Q.B. never screamed or yelled while she was being molested and her
siblings never woke up during any of the instances of abuse. She never discussed
the abuse with any of her siblings because she did not want them to think of her
differently either. She spoke to her mother about the abuse in general terms after
she completed therapy. Q.B. maintained that no one gave her the impression that
she had to describe anything that did not happen or exaggerate details about the
abuse.
The trial ended on July 28, 2022 after three days of testimony.

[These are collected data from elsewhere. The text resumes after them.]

//! Post-install acceptance check.
//!
//! Runs `<binary> --version` with a timeout and requires the combined output
//! to contain a `major.minor.patch` version. A failing check reports an
//! error but never touches the installed files.

use camino::{Utf8Path, Utf8PathBuf};
use log::debug;
use regex::Regex;
use std::io::Read;
use std::process::{Command, Stdio};
use std::sync::OnceLock;
use std::sync::mpsc::{self, Receiver, RecvTimeoutError};
use std::thread;
use std::time::{Duration, Instant};
use wait_timeout::ChildExt;

/// Default time allowed for `oclean --version` to answer.
pub const DEFAULT_ACCEPTANCE_TIMEOUT: Duration = Duration::from_secs(10);

/// How long to wait for the output pipes to close once the binary exited.
const OUTPUT_GRACE: Duration = Duration::from_secs(1);

/// Pattern the version output must match.
pub const VERSION_PATTERN: &str = r"\d+\.\d+\.\d+";

/// Environment variable the wrapper uses to detect recursion; stripped so the
/// check also works when run from inside an oclean session.
const ACTIVE_ENV: &str = "OCLEAN_ACTIVE";

/// Errors arising from the acceptance check.
#[derive(Debug, thiserror::Error)]
pub enum AcceptanceError {
    /// The binary could not be started or its output collected.
    #[error("failed to run {binary} --version: {source}")]
    Spawn {
        /// Binary under test.
        binary: Utf8PathBuf,
        /// Underlying I/O error.
        #[source]
        source: std::io::Error,
    },

    /// The binary did not exit within the allotted time.
    #[error("{binary} --version did not finish within {} seconds", .timeout.as_secs())]
    TimedOut {
        /// Binary under test.
        binary: Utf8PathBuf,
        /// The timeout that elapsed.
        timeout: Duration,
    },

    /// The binary exited unsuccessfully.
    #[error("{binary} --version exited with {status}: {output}")]
    Failed {
        /// Binary under test.
        binary: Utf8PathBuf,
        /// Exit status description.
        status: String,
        /// Captured output.
        output: String,
    },

    /// The output has no `major.minor.patch` version.
    #[error("{binary} --version printed no major.minor.patch version: {output:?}")]
    NoVersion {
        /// Binary under test.
        binary: Utf8PathBuf,
        /// Captured output.
        output: String,
    },
}

/// Result of a passing acceptance check.
#[derive(Debug, Clone, PartialEq, Eq)]
pub struct AcceptanceReport {
    /// The first version string found in the output.
    pub version: String,
    /// Full trimmed output of `--version`.
    pub output: String,
}

fn version_regex() -> Option<&'static Regex> {
    static VERSION_RE: OnceLock<Option<Regex>> = OnceLock::new();
    VERSION_RE
        .get_or_init(|| Regex::new(VERSION_PATTERN).ok())
        .as_ref()
}

/// Return the first `major.minor.patch` substring of `output`.
///
/// # Examples
///
/// ```
/// use oclean_installer::acceptance::extract_version;
///
/// assert_eq!(extract_version("oclean 0.1.1\n"), Some("0.1.1"));
/// assert_eq!(extract_version("opencode dev build"), None);
/// ```
#[must_use]
pub fn extract_version(output: &str) -> Option<&str> {
    version_regex()?.find(output).map(|m| m.as_str())
}

/// Forward `pipe` in chunks from its own thread so a chatty child never
/// blocks on a full pipe buffer.
fn drain<R: Read + Send + 'static>(pipe: Option<R>) -> Receiver<Vec<u8>> {
    let (tx, rx) = mpsc::channel();
    if let Some(mut pipe) = pipe {
        thread::spawn(move || {
            let mut buf = [0_u8; 4096];
            loop {
                match pipe.read(&mut buf) {
                    Ok(0) => break,
                    Ok(n) => {
                        let Some(chunk) = buf.get(..n) else { break };
                        if tx.send(chunk.to_vec()).is_err() {
                            break;
                        }
                    }
                    Err(e) if e.kind() == std::io::ErrorKind::Interrupted => {}
                    Err(e) => {
                        debug!("reading acceptance output failed: {e}");
                        break;
                    }
                }
            }
        });
    }
    rx
}

/// Output forwarded so far. A descendant that inherited the pipe can hold
/// it open after the binary exits, so waiting for the end is bounded.
fn collect(output: &Receiver<Vec<u8>>) -> String {
    let deadline = Instant::now() + OUTPUT_GRACE;
    let mut bytes = Vec::new();
    loop {
        match output.recv_timeout(deadline.saturating_duration_since(Instant::now())) {
            Ok(chunk) => bytes.extend(chunk),
            Err(RecvTimeoutError::Disconnected) => break,
            Err(RecvTimeoutError::Timeout) => {
                debug!("output pipe still open after exit; using what was read");
                break;
            }
        }
    }
    String::from_utf8_lossy(&bytes).into_owned()
}

/// Run `binary --version` and check its output.
///
/// # Errors
///
/// Returns an [`AcceptanceError`] when the binary cannot be run, times out,
/// exits unsuccessfully, or prints no version.
pub fn run_acceptance_check(
    binary: &Utf8Path,
    timeout: Duration,
) -> Result<AcceptanceReport, AcceptanceError> {
    let spawn_error = |source| AcceptanceError::Spawn {
        binary: binary.to_owned(),
        source,
    };
    debug!("running acceptance check: {binary} --version");
    let mut child = Command::new(binary)
        .arg("--version")
        .env_remove(ACTIVE_ENV)
        .stdin(Stdio::null())
        .stdout(Stdio::piped())
        .stderr(Stdio::piped())
        .spawn()
        .map_err(spawn_error)?;

    let stdout = drain(child.stdout.take());
    let stderr = drain(child.stderr.take());

    let Some(status) = child.wait_timeout(timeout).map_err(spawn_error)? else {
        if let Err(e) = child.kill() {
            debug!("failed to kill {binary}: {e}");
        }
        if let Err(e) = child.wait() {
            debug!("failed to reap {binary}: {e}");
        }
        return Err(AcceptanceError::TimedOut {
            binary: binary.to_owned(),
            timeout,
        });
    };

    let stdout = collect(&stdout);
    let stderr = collect(&stderr);
    let output = format!("{stdout}{stderr}").trim().to_owned();

    if !status.success() {
        return Err(AcceptanceError::Failed {
            binary: binary.to_owned(),
            status: status.to_string(),
            output,
        });
    }

    let Some(version) = extract_version(&output).map(str::to_owned) else {
        return Err(AcceptanceError::NoVersion {
            binary: binary.to_owned(),
            output,
        });
    };
    Ok(AcceptanceReport { version, output })
}
//! Unit tests for release catalog parsing and artefact selection.

use super::*;
use crate::artefact::platform::{Arch, Os};
use rstest::{fixture, rstest};

const DIGEST_A: &str = "1111111111111111111111111111111111111111111111111111111111111111";
const DIGEST_B: &str = "2222222222222222222222222222222222222222222222222222222222222222";

#[fixture]
fn two_releases() -> ReleaseCatalog {
    let text = format!(
        r#"
[[release]]
version = "0.1.1"

[[release.artefact]]
target = "x86_64-unknown-linux-gnu"
sha256 = "{DIGEST_B}"
url = "file:///srv/mirror/oclean-v0.1.1-x86_64-unknown-linux-gnu.tar.gz"

[[release]]
version = "0.1.0"

[[release.artefact]]
target = "x86_64-unknown-linux-gnu"
sha256 = "{DIGEST_A}"
"#
    );
    ReleaseCatalog::parse(&text).expect("valid catalog")
}

#[test]
fn embedded_catalog_publishes_0_1_0() {
    let catalog = ReleaseCatalog::embedded().expect("embedded catalog");
    let version = ReleaseVersion::new(0, 1, 0);
    let release = catalog.release(version).expect("0.1.0 present");

    let targets: Vec<&str> = release
        .artefacts()
        .iter()
        .map(|a| a.target().as_str())
        .collect();
    assert_eq!(
        targets,
        vec!["aarch64-apple-darwin", "x86_64-unknown-linux-gnu"]
    );
    assert_eq!(catalog.homepage(), "https://github.com/kavhnr/oclean");
    assert_eq!(
        catalog.description(),
        "Process-cleanup wrapper for opencode sessions"
    );
}

#[test]
fn embedded_catalog_derives_github_urls() {
    let catalog = ReleaseCatalog::embedded().expect("embedded catalog");
    let release = catalog.latest().expect("latest");
    let artefact = release
        .select(Platform::new(Os::MacOs, Arch::Aarch64))
        .expect("arm macOS published");
    assert_eq!(
        artefact.url(),
        concat!(
            "https://github.com/kavhnr/oclean/releases/download/v0.1.0/",
            "oclean-v0.1.0-aarch64-apple-darwin.tar.gz"
        )
    );
    assert_eq!(
        artefact.sha256().as_str(),
        "083c6c8bd086a3e474235e2ad1a5a0204a73251df5dfa8fb8009c23ca9b66a00"
    );
}

#[rstest]
#[case::intel_mac(Os::MacOs, Arch::X86_64)]
#[case::arm_linux(Os::Linux, Arch::Aarch64)]
fn embedded_release_rejects_unpublished_platforms(#[case] os: Os, #[case] arch: Arch) {
    let catalog = ReleaseCatalog::embedded().expect("embedded catalog");
    let release = catalog.latest().expect("latest");
    let err = release
        .select(Platform::new(os, arch))
        .expect_err("platform is not published");
    match err {
        ArtefactError::UnsupportedPlatform {
            version, published, ..
        } => {
            assert_eq!(version, "0.1.0");
            assert!(published.contains("aarch64-apple-darwin"));
        }
        other => panic!("expected UnsupportedPlatform, got {other:?}"),
    }
}

#[rstest]
fn latest_is_highest_version(two_releases: ReleaseCatalog) {
    let latest = two_releases.latest().expect("latest");
    assert_eq!(latest.version(), ReleaseVersion::new(0, 1, 1));
    assert_eq!(
        two_releases
            .releases()
            .iter()
            .map(Release::version)
            .collect::<Vec<_>>(),
        vec![ReleaseVersion::new(0, 1, 0), ReleaseVersion::new(0, 1, 1)]
    );
}

#[rstest]
fn explicit_url_is_kept(two_releases: ReleaseCatalog) {
    let release = two_releases
        .release(ReleaseVersion::new(0, 1, 1))
        .expect("0.1.1");
    let artefact = release
        .select(Platform::new(Os::Linux, Arch::X86_64))
        .expect("linux");
    assert!(artefact.url().starts_with("file:///srv/mirror/"));
    assert_eq!(
        artefact.archive_name().to_string(),
        "oclean-v0.1.1-x86_64-unknown-linux-gnu.tar.gz"
    );
}

#[rstest]
fn resolve_defaults_to_latest(two_releases: ReleaseCatalog) {
    let resolved = two_releases.resolve(None).expect("latest");
    assert_eq!(resolved.version(), ReleaseVersion::new(0, 1, 1));
    assert!(
        two_releases
            .resolve(Some(ReleaseVersion::new(9, 9, 9)))
            .is_none()
    );
}

#[test]
fn rejects_duplicate_release() {
    let text = format!(
        r#"
[[release]]
version = "0.1.0"
[[release.artefact]]
target = "x86_64-unknown-linux-gnu"
sha256 = "{DIGEST_A}"

[[release]]
version = "v0.1.0"
[[release.artefact]]
target = "aarch64-apple-darwin"
sha256 = "{DIGEST_B}"
"#
    );
    let err = ReleaseCatalog::parse(&text).expect_err("duplicate");
    assert!(matches!(err, CatalogError::DuplicateRelease { .. }));
}

#[test]
fn rejects_duplicate_target() {
    let text = format!(
        r#"
[[release]]
version = "0.1.0"
[[release.artefact]]
target = "x86_64-unknown-linux-gnu"
sha256 = "{DIGEST_A}"
[[release.artefact]]
target = "x86_64-unknown-linux-gnu"
sha256 = "{DIGEST_B}"
"#
    );
    let err = ReleaseCatalog::parse(&text).expect_err("duplicate target");
    assert!(matches!(err, CatalogError::DuplicateTarget { .. }));
}

#[rstest]
#[case::bad_version("0.1", "x86_64-unknown-linux-gnu", DIGEST_A)]
#[case::bad_target("0.1.0", "x86_64-pc-windows-msvc", DIGEST_A)]
#[case::bad_digest("0.1.0", "x86_64-unknown-linux-gnu", "deadbeef")]
fn rejects_malformed_entries(#[case] version: &str, #[case] target: &str, #[case] sha: &str) {
    let text = format!(
        "[[release]]\nversion = \"{version}\"\n[[release.artefact]]\ntarget = \"{target}\"\nsha256 = \"{sha}\"\n"
    );
    let err = ReleaseCatalog::parse(&text).expect_err("malformed");
    assert!(
        matches!(err, CatalogError::Artefact { .. }),
        "unexpected error: {err}"
    );
}

#[test]
fn rejects_release_without_artefacts() {
    let err = ReleaseCatalog::parse("[[release]]\nversion = \"0.1.0\"\n").expect_err("empty");
    assert!(matches!(err, CatalogError::EmptyRelease { .. }));
}

#[test]
fn rejects_empty_catalog() {
    let err = ReleaseCatalog::parse("homepage = \"https://example.test\"\n").expect_err("empty");
    assert!(matches!(err, CatalogError::NoReleases));
}

#[test]
fn rejects_unknown_keys() {
    let err = ReleaseCatalog::parse("mirror = \"x\"\n").expect_err("unknown key");
    assert!(matches!(err, CatalogError::Parse(_)));
}

#[test]
fn load_reports_missing_file() {
    let temp = tempfile::tempdir().expect("temp dir");
    let path = camino::Utf8PathBuf::from_path_buf(temp.path().join("absent.toml"))
        .expect("utf-8 temp path");
    let err = ReleaseCatalog::load(&path).expect_err("missing");
    assert!(matches!(err, CatalogError::Read { .. }));
}

#[test]
fn load_or_embedded_falls_back() {
    let catalog = ReleaseCatalog::load_or_embedded(None).expect("embedded");
    assert_eq!(catalog, ReleaseCatalog::embedded().expect("embedded"));
}
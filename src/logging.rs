//! `env_logger` setup for the wrapper.
//!
//! Diagnostics go to stderr prefixed with `oclean:` so they are easy to
//! tell apart from `opencode`'s own output on the shared terminal.

use crate::config::WrapperConfig;
use env_logger::{Builder, Target};
use log::{LevelFilter, debug};
use std::io::Write;

/// Logger builder for `config`.
///
/// `OCLEAN_DEBUG` selects `Debug`, otherwise `Warn`; an `OCLEAN_LOG` filter
/// is applied on top.
#[must_use]
pub fn builder(config: &WrapperConfig) -> Builder {
    let mut builder = Builder::new();
    builder
        .filter_level(if config.debug {
            LevelFilter::Debug
        } else {
            LevelFilter::Warn
        })
        .target(Target::Stderr)
        .format(|buf, record| writeln!(buf, "oclean: {}", record.args()));
    if let Some(filter) = &config.log_filter {
        builder.parse_filters(filter);
    }
    builder
}

/// Install the global logger.
pub fn init(config: &WrapperConfig) {
    if let Err(e) = builder(config).try_init() {
        debug!("logger already installed: {e}");
    }
}
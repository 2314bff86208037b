//! Archive extraction for oclean release artefacts.
//!
//! Extracts `.tar.gz` archives to a target directory with path
//! traversal protection to prevent zip-slip attacks. Only regular files
//! and directories are accepted; links in a release archive are treated as
//! tampering.

use flate2::read::GzDecoder;
use std::path::{Component, Path, PathBuf};
use tar::EntryType;

/// Trait for extracting artefact archives, enabling test mocking.
///
/// # Examples
///
/// ```
/// use oclean_installer::artefact::extraction::GzipExtractor;
///
/// let extractor = GzipExtractor;
/// // Use extractor.extract(archive_path, dest_dir) in production
/// # let _ = extractor;
/// ```
#[cfg_attr(test, mockall::automock)]
pub trait ArtefactExtractor {
    /// Extract the archive at `archive_path` into `dest_dir`.
    ///
    /// Returns the relative paths of the regular files that were extracted.
    ///
    /// # Errors
    ///
    /// Returns [`ExtractionError::PathTraversal`] if any entry
    /// attempts to escape the destination directory.
    /// Returns [`ExtractionError::UnsupportedEntry`] for links and devices.
    /// Returns [`ExtractionError::EmptyArchive`] if no files are found.
    /// Returns [`ExtractionError::Io`] on I/O failures.
    fn extract(&self, archive_path: &Path, dest_dir: &Path)
    -> Result<Vec<PathBuf>, ExtractionError>;
}

/// Errors arising from archive extraction.
#[derive(Debug, thiserror::Error)]
pub enum ExtractionError {
    /// I/O error during extraction.
    #[error("extraction I/O error: {0}")]
    Io(#[from] std::io::Error),

    /// A path in the archive attempts to traverse outside the destination.
    #[error("path traversal detected: {path}")]
    PathTraversal {
        /// The offending path from the archive entry.
        path: String,
    },

    /// The archive holds an entry that is neither a file nor a directory.
    #[error("unsupported archive entry: {path}")]
    UnsupportedEntry {
        /// The offending path from the archive entry.
        path: String,
    },

    /// The archive contains no files.
    #[error("archive contains no files")]
    EmptyArchive,
}

/// Default extractor using the `tar` and `flate2` crates.
pub struct GzipExtractor;

impl ArtefactExtractor for GzipExtractor {
    fn extract(
        &self,
        archive_path: &Path,
        dest_dir: &Path,
    ) -> Result<Vec<PathBuf>, ExtractionError> {
        let file = std::fs::File::open(archive_path)?;
        let mut archive = tar::Archive::new(GzDecoder::new(file));
        let mut extracted = Vec::new();

        for entry_result in archive.entries()? {
            let mut entry = entry_result?;
            let entry_path = entry.path()?.into_owned();

            validate_entry_path(&entry_path)?;

            let dest_path = dest_dir.join(&entry_path);
            match entry.header().entry_type() {
                EntryType::Directory => {
                    std::fs::create_dir_all(&dest_path)?;
                    continue;
                }
                EntryType::Regular => {}
                _ => {
                    return Err(ExtractionError::UnsupportedEntry {
                        path: entry_path.display().to_string(),
                    });
                }
            }

            if let Some(parent) = dest_path.parent() {
                std::fs::create_dir_all(parent)?;
            }
            entry.unpack(&dest_path)?;
            extracted.push(entry_path);
        }

        if extracted.is_empty() {
            return Err(ExtractionError::EmptyArchive);
        }

        Ok(extracted)
    }
}

/// Validate that a tar entry path does not escape the destination
/// directory via `..` components or absolute paths.
fn validate_entry_path(path: &Path) -> Result<(), ExtractionError> {
    let escapes = path.is_absolute()
        || path
            .components()
            .any(|component| matches!(component, Component::ParentDir | Component::RootDir));
    if escapes {
        return Err(ExtractionError::PathTraversal {
            path: path.display().to_string(),
        });
    }
    Ok(())
}

#[cfg(test)]
mod tests {
    use super::*;
    use flate2::Compression;
    use flate2::write::GzEncoder;
    use rstest::rstest;

    fn write_archive(path: &Path, build: impl FnOnce(&mut tar::Builder<GzEncoder<std::fs::File>>)) {
        let output_file = std::fs::File::create(path).expect("create archive");
        let mut builder = tar::Builder::new(GzEncoder::new(output_file, Compression::default()));
        build(&mut builder);
        let encoder = builder.into_inner().expect("tar finish");
        encoder.finish().expect("gzip finish");
    }

    fn append_file(
        builder: &mut tar::Builder<GzEncoder<std::fs::File>>,
        name: &str,
        contents: &[u8],
    ) {
        let mut header = tar::Header::new_gnu();
        header.set_size(contents.len() as u64);
        header.set_mode(0o755);
        header.set_entry_type(EntryType::Regular);
        header.set_cksum();
        builder
            .append_data(&mut header, name, contents)
            .expect("append file");
    }

    #[test]
    fn extract_real_archive() {
        let temp_dir = tempfile::tempdir().expect("temp dir");
        let archive_path = temp_dir.path().join("oclean.tar.gz");
        let dest_dir = temp_dir.path().join("out");
        std::fs::create_dir_all(&dest_dir).expect("create dest");

        write_archive(&archive_path, |builder| {
            append_file(builder, "oclean", b"#!/bin/sh\necho oclean 0.1.0\n");
        });

        let files = GzipExtractor
            .extract(&archive_path, &dest_dir)
            .expect("extract");
        assert_eq!(files, vec![PathBuf::from("oclean")]);
        assert!(dest_dir.join("oclean").is_file());
    }

    #[test]
    fn extract_nested_archive_reports_relative_paths() {
        let temp_dir = tempfile::tempdir().expect("temp dir");
        let archive_path = temp_dir.path().join("nested.tar.gz");
        let dest_dir = temp_dir.path().join("out");

        write_archive(&archive_path, |builder| {
            append_file(builder, "oclean-v0.1.0/oclean", b"binary");
            append_file(builder, "oclean-v0.1.0/README.md", b"docs");
        });

        let files = GzipExtractor
            .extract(&archive_path, &dest_dir)
            .expect("extract");
        assert_eq!(
            files,
            vec![
                PathBuf::from("oclean-v0.1.0/oclean"),
                PathBuf::from("oclean-v0.1.0/README.md"),
            ]
        );
        assert!(dest_dir.join("oclean-v0.1.0/oclean").is_file());
    }

    #[test]
    fn rejects_symlink_entries() {
        let temp_dir = tempfile::tempdir().expect("temp dir");
        let archive_path = temp_dir.path().join("link.tar.gz");
        let dest_dir = temp_dir.path().join("out");

        write_archive(&archive_path, |builder| {
            let mut header = tar::Header::new_gnu();
            header.set_size(0);
            header.set_entry_type(EntryType::Symlink);
            header.set_cksum();
            builder
                .append_link(&mut header, "oclean", "/usr/bin/true")
                .expect("append link");
        });

        let result = GzipExtractor.extract(&archive_path, &dest_dir);
        assert!(matches!(
            result,
            Err(ExtractionError::UnsupportedEntry { .. })
        ));
    }

    #[rstest]
    #[case::parent_dir("../escape.txt")]
    #[case::nested_parent("foo/../../escape.txt")]
    fn rejects_path_traversal(#[case] bad_path: &str) {
        let result = validate_entry_path(Path::new(bad_path));
        assert!(
            matches!(result, Err(ExtractionError::PathTraversal { .. })),
            "expected PathTraversal for {bad_path}"
        );
    }

    #[test]
    fn accepts_normal_paths() {
        assert!(validate_entry_path(Path::new("bin/oclean")).is_ok());
    }

    #[test]
    fn rejects_absolute_path() {
        let result = validate_entry_path(Path::new("/etc/passwd"));
        assert!(matches!(result, Err(ExtractionError::PathTraversal { .. })));
    }

    #[test]
    fn extract_empty_archive() {
        let temp_dir = tempfile::tempdir().expect("temp dir");
        let archive_path = temp_dir.path().join("empty.tar.gz");
        let dest_dir = temp_dir.path().join("out");
        std::fs::create_dir_all(&dest_dir).expect("create dest");

        write_archive(&archive_path, |_| {});

        let result = GzipExtractor.extract(&archive_path, &dest_dir);
        assert!(matches!(result, Err(ExtractionError::EmptyArchive)));
    }

    #[test]
    fn corrupt_archive_is_an_io_error() {
        let temp_dir = tempfile::tempdir().expect("temp dir");
        let archive_path = temp_dir.path().join("corrupt.tar.gz");
        std::fs::write(&archive_path, b"not gzip at all").expect("write");

        let result = GzipExtractor.extract(&archive_path, temp_dir.path());
        assert!(matches!(result, Err(ExtractionError::Io(_))));
    }
}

The jury
unanimously found Defendant guilty as charged on count one, and not guilty on
count two.
On July 29, 2022, Defendant filed a Motion and Incorporated Memorandum
for New Trial and a Motion for Post Verdict Judgment of Acquittal. The trial court
considered and denied the motions at the beginning of the sentencing hearing held
on August 25, 2022. M.C. read Q.B.’s and her own victim impact statements in
open court. The judge noted that he read letters that Defendant’s ex-wife and niece
sent to an assistant district attorney on the case, and all four letters were filed into
22-KA-517 9 the record under seal.2 Letters from Defendant, three of his siblings, his sister-in-
law, and cousin were also filed into the record on his behalf. The judge advised
Defendant that he also read those letters. After Defendant waived delays, the trial
court sentenced him to thirty years at hard labor without benefit of probation,
parole, or suspension of sentence.
The district court advised that it denied Defendant’s motions for post verdict
judgment of acquittal and for new trial because it disagreed with the assertion that
the verdict rendered by the jury was contrary to law and that the jury correctly
found the factual elements of guilt were proven beyond a reasonable doubt and
Defendant did commit the crime he was charged with: sexual battery upon a victim
under the age of thirteen as defined by R.S. 14:43.1 C(2). The judge noted that the
statute provided a mandatory minimum sentence. After a discussion of factors
provided by La. C.Cr.P. art. 894.1 that were considered, the district court sentenced
Defendant to thirty years imprisonment at hard labor without the benefit of
probation, parole, or suspension of sentence. Defendant objected and later filed a
Motion to Reconsider Sentence, which the district court denied on August 30,
2022. A few weeks later, a stay away order to protect Q.B. for the duration of
Defendant’s incarceration was issued and filed under seal. The instant appeal
followed.
ASSIGNMENTS OF ERROR
Defendant alleges the following:
1. It was an abuse of discretion and error to deny Defendant’s Motion for New Trial and for Post Verdict Judgment of Acquittal where the evidence was insufficient to support the verdict beyond a reasonable doubt.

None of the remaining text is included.